Diante dessa incoerência que parece um marasmo, eis que surge a possibilidade de reverter essa lógica e fazer valer os valores cristãos, através da iniciativa, pronta e solidária, de se dispor a ajudar o próximo através de serviços comunitários, serviços a serem executados em prol do bem, em prol dos mais necessitados, material e espiritualmente. 

Não bastassem as instituições, em geral, estarem falidas, a base de todas, a família, também está em crise. Crise de identidade, crise de valores! São pais que não se entendem, porque não se conhecem a si próprios; são filhos que não se reconhecem ante o primeiro desafio; são pais e filhos que não se encontram e não encontram o caminho do diálogo, como a falta de tempo que impossibilita o encontro. Isso faz com que outros espaços de interatividade se apresentam com mais força, como a mídia eletrônica ou grupos alternativos. O ser humano não pára, não se acomoda, ele se adapta! Se a família não se apresenta como espaço de diálogo, há que se buscar outros espaços onde o diálogo seja possível.

O ser humano não se contenta em apenas se encontrar consigo mesmo, até porque é de sua natureza existencial (etimologicamente ex-istir = ser para fora) buscar o sentido de sua vida em algo que o transcenda. Ou seja, o ser humano é, antes de tudo, um ser que busca naturalmente a transcendência, que busca algo mais para se entender. Para nós, cristãos, essa transcendência se dá a partir da nossa empatia com a pessoa de Jesus Cristo.

A pessoa de Jesus Cristo ultrapassa qualquer limitação física, histórica, religiosa e doutrinal que qualquer compreensão preconceituosa possa imprimir. Isto porque, compreender verdadeiramente Jesus como o Cristo significa compreendê-lo como sendo o Filho de Deus (aquele que tem a mesma essência e natureza de Deus), o Verbo Encarnado (o mundo que se cria a partir da Palavra de Deus), a Luz Divina (em contraponto à escuridão da incerteza diante da morte). Por isso, assim, Ele mesmo se definiu: "Eu sou o Caminho, a Verdade e a Vida" (Jo 14,6).

Encontrar com esse Jesus que é o Caminho, a Verdade e a Vida implica em ser muito mais que um mero expectador. Implica em ser, como ele, visionário e sonhador, antes de tudo, para depois ser missionário. Missionário não de uma visão fechada de mundo, pois importante é reconhecer que ninguém é dono da verdade. Mas ser missionário da esperança, missionário da mensagem profética de que é possível acreditar na vida eterna que se constrói desde aqui com gestos de amor. Um amor que não se acomoda na zona de conforto. 
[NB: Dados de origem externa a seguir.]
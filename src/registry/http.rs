// ABOUTME: reqwest-based client for the registry manifest API.
// ABOUTME: HEAD /v2/<repo>/manifests/<tag> for the digest, DELETE by digest.

use super::client::{DIGEST_HEADER, MANIFEST_LIST_MEDIA_TYPE, RegistryClient};
use super::error::RegistryError;
use crate::config::{RegistryCredentials, RemoteDeletion};
use crate::types::{Digest, RemoteRepository};
use async_trait::async_trait;
use reqwest::header::ACCEPT;
use tokio::sync::OnceCell;

/// Registry client speaking the distribution API over HTTPS.
///
/// The underlying HTTP client is built on the first request. A build
/// failure surfaces as `RegistryError::Client` from that request.
pub struct HttpRegistryClient {
    client: OnceCell<reqwest::Client>,
    insecure: bool,
    base_url: Option<String>,
}

impl HttpRegistryClient {
    /// Create a client. With `insecure`, TLS certificates are not verified.
    pub fn new(insecure: bool) -> Self {
        Self {
            client: OnceCell::new(),
            insecure,
            base_url: None,
        }
    }

    /// Client configured from the remote deletion settings.
    pub fn from_settings(remote: &RemoteDeletion) -> Self {
        Self::new(remote.insecure)
    }

    /// Use a prebuilt HTTP client instead of building one on first use.
    pub fn with_client(client: reqwest::Client) -> Self {
        Self {
            client: OnceCell::from(client),
            insecure: false,
            base_url: None,
        }
    }

    /// Whether the lazily built client skips certificate verification.
    pub fn accepts_invalid_certs(&self) -> bool {
        self.insecure
    }

    async fn client(&self) -> Result<&reqwest::Client, RegistryError> {
        let insecure = self.insecure;
        self.client
            .get_or_try_init(|| async move { build_client(insecure) })
            .await
    }

    /// Send every request to `base_url` instead of `https://<repository host>`.
    pub fn with_base_url(mut self, base_url: impl Into<String>) -> Self {
        let base_url = base_url.into();
        self.base_url = Some(base_url.trim_end_matches('/').to_string());
        self
    }

    fn manifest_url(&self, repository: &RemoteRepository, reference: &str) -> String {
        let base = match &self.base_url {
            Some(base) => base.clone(),
            None => format!("https://{}", repository.host()),
        };
        format!("{}/v2/{}/manifests/{}", base, repository.name(), reference)
    }
}

fn build_client(insecure: bool) -> Result<reqwest::Client, RegistryError> {
    tracing::debug!("Building registry HTTP client (insecure: {})", insecure);
    let user_agent = format!("multiarch-push/{}", env!("CARGO_PKG_VERSION"));
    reqwest::Client::builder()
        .user_agent(user_agent)
        .danger_accept_invalid_certs(insecure)
        .build()
        .map_err(|e| RegistryError::Client(e.to_string()))
}

#[async_trait]
impl RegistryClient for HttpRegistryClient {
    async fn manifest_digest(
        &self,
        repository: &RemoteRepository,
        tag: &str,
        auth: &RegistryCredentials,
    ) -> Result<Digest, RegistryError> {
        let url = self.manifest_url(repository, tag);
        tracing::debug!("HEAD {}", url);

        let response = self
            .client()
            .await?
            .head(&url)
            .header(ACCEPT, MANIFEST_LIST_MEDIA_TYPE)
            .basic_auth(auth.username(), Some(auth.password()))
            .send()
            .await
            .map_err(|e| RegistryError::Request {
                url: url.clone(),
                message: e.to_string(),
            })?;

        let status = response.status();
        if !status.is_success() {
            return Err(RegistryError::from_status(&url, status.as_u16()));
        }

        // HeaderMap lookups ignore case, so Docker-Content-Digest matches too.
        response
            .headers()
            .get(DIGEST_HEADER)
            .and_then(|value| value.to_str().ok())
            .and_then(Digest::from_header_value)
            .ok_or(RegistryError::MissingDigest(url))
    }

    async fn delete_manifest(
        &self,
        repository: &RemoteRepository,
        digest: &Digest,
        auth: &RegistryCredentials,
    ) -> Result<(), RegistryError> {
        let url = self.manifest_url(repository, digest.as_str());
        tracing::debug!("DELETE {}", url);

        let response = self
            .client()
            .await?
            .delete(&url)
            .basic_auth(auth.username(), Some(auth.password()))
            .send()
            .await
            .map_err(|e| RegistryError::Request {
                url: url.clone(),
                message: e.to_string(),
            })?;

        let status = response.status();
        if status.is_success() {
            Ok(())
        } else {
            Err(RegistryError::from_status(&url, status.as_u16()))
        }
    }
}
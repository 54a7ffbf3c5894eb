// ABOUTME: Sequential publishing pipeline over the configured components.
// ABOUTME: Cleanup, prefetch, create, annotate, push, inspect with per-step policy.

use super::error::{CapabilityMissingSnafu, PublishError, StepFailure};
use super::policy::{Step, StepPolicy};
use super::remote::{RemoteOutcome, delete_remote_manifest};
use crate::config::Settings;
use crate::diagnostics::{Diagnostics, Warning};
use crate::manifest::ContainerTooling;
use crate::output::Output;
use crate::registry::RegistryClient;
use crate::types::{ComponentName, ComponentRefs};
use snafu::ResultExt;

/// Result of a run that reached the end of the component list.
#[derive(Debug)]
pub struct PublishReport {
    /// Manifest lists that were pushed, in order.
    pub published: Vec<ComponentRefs>,
    /// Best-effort failures collected along the way.
    pub warnings: Vec<Warning>,
}

impl PublishReport {
    pub fn summary(&self) -> String {
        format!(
            "Published {} manifest list(s) with {} warning(s)",
            self.published.len(),
            self.warnings.len()
        )
    }
}

/// Drives the container tooling and registry for every configured component.
pub struct Publisher<'a, T: ?Sized, R: ?Sized> {
    tooling: &'a T,
    registry: &'a R,
    settings: &'a Settings,
    output: &'a Output,
    diag: Diagnostics,
}

impl<'a, T, R> Publisher<'a, T, R>
where
    T: ContainerTooling + ?Sized,
    R: RegistryClient + ?Sized,
{
    pub fn new(tooling: &'a T, registry: &'a R, settings: &'a Settings, output: &'a Output) -> Self {
        Self {
            tooling,
            registry,
            settings,
            output,
            diag: Diagnostics::default(),
        }
    }

    /// Check capabilities, then publish each component in turn.
    ///
    /// Stops at the first fatal failure; components after it are not touched.
    pub async fn run(mut self) -> Result<PublishReport, PublishError> {
        self.check_capability().await?;

        let settings = self.settings;
        let mut published = Vec::with_capacity(settings.components.len());
        for component in &settings.components {
            published.push(self.publish_component(component).await?);
        }

        Ok(PublishReport {
            published,
            warnings: self.diag.into_warnings(),
        })
    }

    async fn check_capability(&self) -> Result<(), PublishError> {
        self.output.progress(&format!(
            "Checking for `{} manifest` support...",
            self.settings.cli
        ));
        self.tooling.probe().await.context(CapabilityMissingSnafu {
            cli: self.settings.cli.clone(),
        })
    }

    async fn publish_component(
        &mut self,
        component: &ComponentName,
    ) -> Result<ComponentRefs, PublishError> {
        let settings = self.settings;
        let refs = ComponentRefs::new(&settings.prefix, component, &settings.version);
        self.output.progress(&format!("==> {}", refs.target));

        self.remove_local(component, &refs).await;
        self.remove_remote(component).await;

        for (arch, image) in refs.sources() {
            self.output.progress(&format!("  → Pulling {}...", image));
            let pulled = self.tooling.pull(image).await;
            self.settle(Step::Pull(arch), component, pulled)?;
        }

        self.output.progress("  → Creating manifest list...");
        let created = self
            .tooling
            .create(&refs.target, &[&refs.amd64, &refs.arm64])
            .await;
        self.settle(Step::Create, component, created)?;

        for (arch, image) in refs.sources() {
            self.output
                .progress(&format!("  → Annotating {} as {}/{}...", image, arch.os(), arch));
            let annotated = self.tooling.annotate(&refs.target, image, arch).await;
            self.settle(Step::Annotate(arch), component, annotated)?;
        }

        self.output.progress("  → Pushing manifest list...");
        let pushed = self.tooling.push(&refs.target).await;
        self.settle(Step::Push, component, pushed)?;

        let inspected = self.tooling.inspect(&refs.target).await;
        if let Some(description) = self.settle(Step::Inspect, component, inspected)? {
            self.output.detail(&description);
        }

        self.output.progress(&format!("  ✓ Published {}", refs.target));
        Ok(refs)
    }

    async fn remove_local(&mut self, component: &ComponentName, refs: &ComponentRefs) {
        self.output
            .progress(&format!("  → Removing local manifest {}...", refs.target));
        // Usually there is nothing to remove, so a failure is not worth a warning.
        match self.tooling.remove(&refs.target).await {
            Ok(()) => self.output.progress("  ✓ Removed local manifest"),
            Err(e) => {
                tracing::debug!("{} for {}: {}", Step::RemoveLocal, component, e);
                self.output.progress("  → No local manifest removed");
            }
        }
    }

    async fn remove_remote(&mut self, component: &ComponentName) {
        let outcome = delete_remote_manifest(self.registry, self.settings, component).await;
        match outcome {
            RemoteOutcome::Disabled => {
                tracing::debug!("Remote deletion disabled for {}", component);
            }
            RemoteOutcome::NoPrefix => {
                self.output
                    .progress("  → Skipping remote deletion: no image prefix");
            }
            RemoteOutcome::MissingCredentials => {
                self.output.progress(
                    "  → Skipping remote deletion: REG_USER and REG_PASS must both be set",
                );
            }
            RemoteOutcome::DigestUnavailable { repository, error } if error.is_absent() => {
                self.output.progress(&format!(
                    "  → Skipping remote deletion: no manifest digest for {}:{}",
                    repository, self.settings.version
                ));
            }
            RemoteOutcome::DigestUnavailable { repository, error } => {
                self.output.progress(&format!(
                    "  → Skipping remote deletion: could not resolve {}:{}",
                    repository, self.settings.version
                ));
                self.diag.warn(Warning::new(
                    Step::DeleteRemote,
                    component.clone(),
                    format!("digest lookup for {} failed: {}", repository, error),
                ));
            }
            RemoteOutcome::Deleted { repository, digest } => {
                self.output
                    .progress(&format!("  ✓ Deleted remote manifest {}@{}", repository, digest));
            }
            RemoteOutcome::DeleteFailed {
                repository,
                digest,
                error,
            } => {
                self.diag.warn(Warning::new(
                    Step::DeleteRemote,
                    component.clone(),
                    format!("deleting {}@{} failed: {}", repository, digest, error),
                ));
            }
        }
    }

    /// Apply the step's policy to its result.
    ///
    /// Fatal failures become an error; best-effort failures become a warning
    /// and `Ok(None)`.
    fn settle<V, E>(
        &mut self,
        step: Step,
        component: &ComponentName,
        result: Result<V, E>,
    ) -> Result<Option<V>, PublishError>
    where
        E: Into<StepFailure>,
    {
        let failure = match result {
            Ok(value) => return Ok(Some(value)),
            Err(e) => e.into(),
        };

        match step.policy() {
            StepPolicy::Fatal => Err(PublishError::StepFailed {
                step,
                component: component.clone(),
                source: failure,
            }),
            StepPolicy::BestEffort => {
                self.diag.warn(Warning::new(
                    step,
                    component.clone(),
                    format!("{} failed for {}: {}", step, component, failure),
                ));
                Ok(None)
            }
        }
    }
}
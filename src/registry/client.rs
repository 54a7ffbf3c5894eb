// ABOUTME: Registry capability trait used for remote manifest cleanup.
// ABOUTME: Resolve a tag to its digest, delete a manifest by digest.

use super::error::RegistryError;
use crate::config::RegistryCredentials;
use crate::types::{Digest, RemoteRepository};
use async_trait::async_trait;

/// Media type requested when resolving a tag to a digest.
pub const MANIFEST_LIST_MEDIA_TYPE: &str =
    "application/vnd.docker.distribution.manifest.list.v2+json";

/// Header carrying the content digest of a manifest.
pub const DIGEST_HEADER: &str = "docker-content-digest";

#[async_trait]
pub trait RegistryClient: Send + Sync {
    /// Resolve `tag` in `repository` to the digest of its manifest.
    async fn manifest_digest(
        &self,
        repository: &RemoteRepository,
        tag: &str,
        auth: &RegistryCredentials,
    ) -> Result<Digest, RegistryError>;

    /// Delete the manifest identified by `digest`.
    async fn delete_manifest(
        &self,
        repository: &RemoteRepository,
        digest: &Digest,
        auth: &RegistryCredentials,
    ) -> Result<(), RegistryError>;
}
Jesus que é o modelo para os cristãos, deveria sê-lo para a autocompreensão de todos os que admitem essa crença. Jesus de Nazaré não se acomodou na pacata cidade em que viveu (Nazaré no tempo de Jesus não passava de 200 habitantes). Ele poderia ter sido o melhor rabino que a sinagoga de Nazaré poderia ter tido. Mas isso era muito pouco para quem "EX-ISTIA" no real sentido da palavra. Era muito pouco para quem era visionário e sonhador e, por conseguinte, missionário do amor. Jesus encarou o desafio e acreditou que tudo era possível ser melhor. ele fez o encontro consigo mesmo. Depois saiu às ruas para se encontrar com os outros. Visitou vilarejos, construiu pontes de amizade, praticou o bem, fez milagres! Abriu seus braços para os mais necessitados, para os excluídos, para os discriminados, para os pobres, os doentes, as prostitutas, os pecadores, os humilhados, as crianças. Jesus não deixou que nenhum alijado da sociedade, nenhum dos que sofriam e amarguravam o dor do desamor e do preconceito ficassem de fora do seu carinho e de sua atenção. Ele sempre esteve ao lado deles, viveu com eles, sofreu junto com eles. 
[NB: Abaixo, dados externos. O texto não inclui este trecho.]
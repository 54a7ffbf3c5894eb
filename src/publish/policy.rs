// ABOUTME: Per-step error handling policy for the publishing pipeline.
// ABOUTME: Create and push are fatal; every other step is best effort.

use crate::types::Arch;
use std::fmt;

/// What happens to the run when a step fails.
#[derive(Debug, Clone, Copy, PartialEq, Eq)]
pub enum StepPolicy {
    /// Stop the whole run immediately.
    Fatal,
    /// Record a warning and carry on.
    BestEffort,
}

/// A step performed for each component.
#[derive(Debug, Clone, Copy, PartialEq, Eq)]
pub enum Step {
    RemoveLocal,
    DeleteRemote,
    Pull(Arch),
    Create,
    Annotate(Arch),
    Push,
    Inspect,
}

impl Step {
    pub fn policy(&self) -> StepPolicy {
        match self {
            Step::Create | Step::Push => StepPolicy::Fatal,
            Step::RemoveLocal
            | Step::DeleteRemote
            | Step::Pull(_)
            | Step::Annotate(_)
            | Step::Inspect => StepPolicy::BestEffort,
        }
    }

    pub fn is_fatal(&self) -> bool {
        self.policy() == StepPolicy::Fatal
    }
}

impl fmt::Display for Step {
    fn fmt(&self, f: &mut fmt::Formatter<'_>) -> fmt::Result {
        match self {
            Step::RemoveLocal => write!(f, "local manifest removal"),
            Step::DeleteRemote => write!(f, "remote manifest deletion"),
            Step::Pull(arch) => write!(f, "{} image pull", arch),
            Step::Create => write!(f, "manifest create"),
            Step::Annotate(arch) => write!(f, "{} annotation", arch),
            Step::Push => write!(f, "manifest push"),
            Step::Inspect => write!(f, "manifest inspect"),
        }
    }
}

#[cfg(test)]
mod tests {
    use super::*;

    #[test]
    fn only_create_and_push_are_fatal() {
        let fatal: Vec<_> = [
            Step::RemoveLocal,
            Step::DeleteRemote,
            Step::Pull(Arch::Amd64),
            Step::Pull(Arch::Arm64),
            Step::Create,
            Step::Annotate(Arch::Amd64),
            Step::Annotate(Arch::Arm64),
            Step::Push,
            Step::Inspect,
        ]
        .into_iter()
        .filter(Step::is_fatal)
        .collect();

        assert_eq!(fatal, vec![Step::Create, Step::Push]);
    }

    #[test]
    fn step_names_include_arch() {
        assert_eq!(Step::Pull(Arch::Arm64).to_string(), "arm64 image pull");
        assert_eq!(Step::Annotate(Arch::Amd64).to_string(), "amd64 annotation");
    }
}
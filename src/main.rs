// ABOUTME: Entry point for the multiarch-push CLI application.
// ABOUTME: Parses arguments, wires the container CLI and registry client, runs the publisher.

mod cli;

use clap::Parser;
use cli::Cli;
use multiarch_push::config::Settings;
use multiarch_push::error::Result;
use multiarch_push::manifest::ContainerCli;
use multiarch_push::output::Output;
use multiarch_push::publish::Publisher;
use multiarch_push::registry::HttpRegistryClient;
use multiarch_push::types::ComponentName;
use tracing_subscriber::EnvFilter;

#[tokio::main]
async fn main() {
    let cli = Cli::parse();

    // RUST_LOG wins over the verbose flag
    let filter = EnvFilter::try_from_default_env().unwrap_or_else(|_| {
        if cli.verbose {
            EnvFilter::new("debug")
        } else {
            EnvFilter::new("warn")
        }
    });
    tracing_subscriber::fmt()
        .with_env_filter(filter)
        .with_target(true)
        .with_writer(std::io::stderr)
        .init();

    let mut output = Output::new(cli.output_mode());
    output.start_timer();

    if let Err(e) = run(cli, &output).await {
        output.error(&e.to_string());
        if let Some(hint) = e.hint() {
            eprintln!("{hint}");
        }
        std::process::exit(1);
    }
}

async fn run(cli: Cli, output: &Output) -> Result<()> {
    let components = cli.components.iter().map(ComponentName::new).collect();
    let settings = Settings::from_env(Some(cli.image_version), cli.prefix)
        .with_components(components)
        .with_cli(cli.cli);

    tracing::debug!("Settings: {:?}", settings);

    let tooling = ContainerCli::new(&settings.cli);
    let registry = HttpRegistryClient::from_settings(&settings.remote);

    let report = Publisher::new(&tooling, &registry, &settings, output)
        .run()
        .await?;

    for warning in &report.warnings {
        output.warning(&warning.message);
    }

    output.success(&report.summary());
    Ok(())
}
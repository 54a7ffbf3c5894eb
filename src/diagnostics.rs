// ABOUTME: Diagnostics accumulator for best-effort step failures.
// ABOUTME: Collects warnings that shouldn't stop a run but should be shown to users.

use crate::publish::Step;
use crate::types::ComponentName;

/// Collects non-fatal warnings during a publishing run.
#[derive(Debug, Default)]
pub struct Diagnostics {
    warnings: Vec<Warning>,
}

impl Diagnostics {
    /// Record a warning. The caller shows collected warnings to the user,
    /// so tracing only sees it at debug level.
    pub fn warn(&mut self, warning: Warning) {
        tracing::debug!(component = %warning.component, "{}", warning.message);
        self.warnings.push(warning);
    }

    /// Get all collected warnings.
    pub fn warnings(&self) -> &[Warning] {
        &self.warnings
    }

    /// Check if any warnings were collected.
    pub fn has_warnings(&self) -> bool {
        !self.warnings.is_empty()
    }

    pub fn into_warnings(self) -> Vec<Warning> {
        self.warnings
    }
}

/// A best-effort step that failed.
#[derive(Debug, Clone)]
pub struct Warning {
    pub step: Step,
    pub component: ComponentName,
    pub message: String,
}

impl Warning {
    pub fn new(step: Step, component: ComponentName, message: impl Into<String>) -> Self {
        Self {
            step,
            component,
            message: message.into(),
        }
    }
}

#[cfg(test)]
mod tests {
    use super::*;
    use crate::types::Arch;

    #[test]
    fn diagnostics_starts_empty() {
        let diag = Diagnostics::default();
        assert!(!diag.has_warnings());
        assert!(diag.warnings().is_empty());
    }

    #[test]
    fn diagnostics_collects_warnings() {
        let mut diag = Diagnostics::default();

        diag.warn(Warning::new(
            Step::Pull(Arch::Amd64),
            "nfd".into(),
            "pull failed",
        ));
        diag.warn(Warning::new(Step::Inspect, "nfd".into(), "inspect failed"));

        assert!(diag.has_warnings());
        let warnings = diag.into_warnings();
        assert_eq!(warnings.len(), 2);
        assert_eq!(warnings[1].step, Step::Inspect);
    }
}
Com essa atitude inovadora, Jesus questiona e desafia os valores daquela sociedade alicerçada no poder de um Império, onde a ganância, o egoísmo, a vaidade, a luxúria, a inveja e a subserviência exalava o cheiro e imprimia o tom dos relacionamentos, onde a base do poder das relações era fincada na lógica da riqueza e da exploração do outro, impossibilitando que o verdadeiro ENCONTRO se realizasse.

Essa nova ideia, essa nova notícia (Evangelho) que propugna por uma vida em sociedade alicerçada nos valores do diálogo e do amor ameaçou o status quo vigente, onde a estrutura de poder estabelecida foi abalada na sua base, a partir de uma nova compreensão dos valores religiosos daquela sociedade, que se legitimava numa moral de "pureza" e "sacrifícios". Com esse modelo, a sociedade era estabelecida em castas sociais e religiosas que legitimava privilégios e discriminava os que estavam na periferia do templo (fonte de sacrifício e impostos) e dos rituais de purificação e expiação de pecados praticados pelos Saduceus e pelos Fariseus. Jesus derrubou esses grupos discriminantes com apenas uma cajadada: "O sábado foi feito para o homem e não o homem para o sábado" (Mc 2,27).

Assim, Jesus plantou a esperança de uma vida melhor a partir da compreensão de que o diálogo é possível e necessário para a realização do encontro consigo mesmo, com os outros e com Deus. O fruto desse encontro, a partir do diálogo, é o que se constrói depois com a ideia de ressurreição, como sendo a vitória sobre a morte, em todos os aspectos. Ou seja, a ressurreição, a partir de então, representa muito mais que um simples despertar após a morte. A ressurreição, a partir desse encontro, significa a possibilidade de respirar um novo ar; significa acreditar em si mesmo como um ser capaz de dialogar e se encontrar com todas as suas dimensões e possibilidades existenciais; significa ser capaz de construir caminhos de encontros consigo, com os outros e com Deus, a partir de um diálogo franco e honesto.





segunda-feira, 19 de janeiro de 2015

FÉ CONTRA AS SOMBRAS

"Apenas um raio do sol é suficiente para afastar várias sombras"
                                                                 (São Francisco de Assis)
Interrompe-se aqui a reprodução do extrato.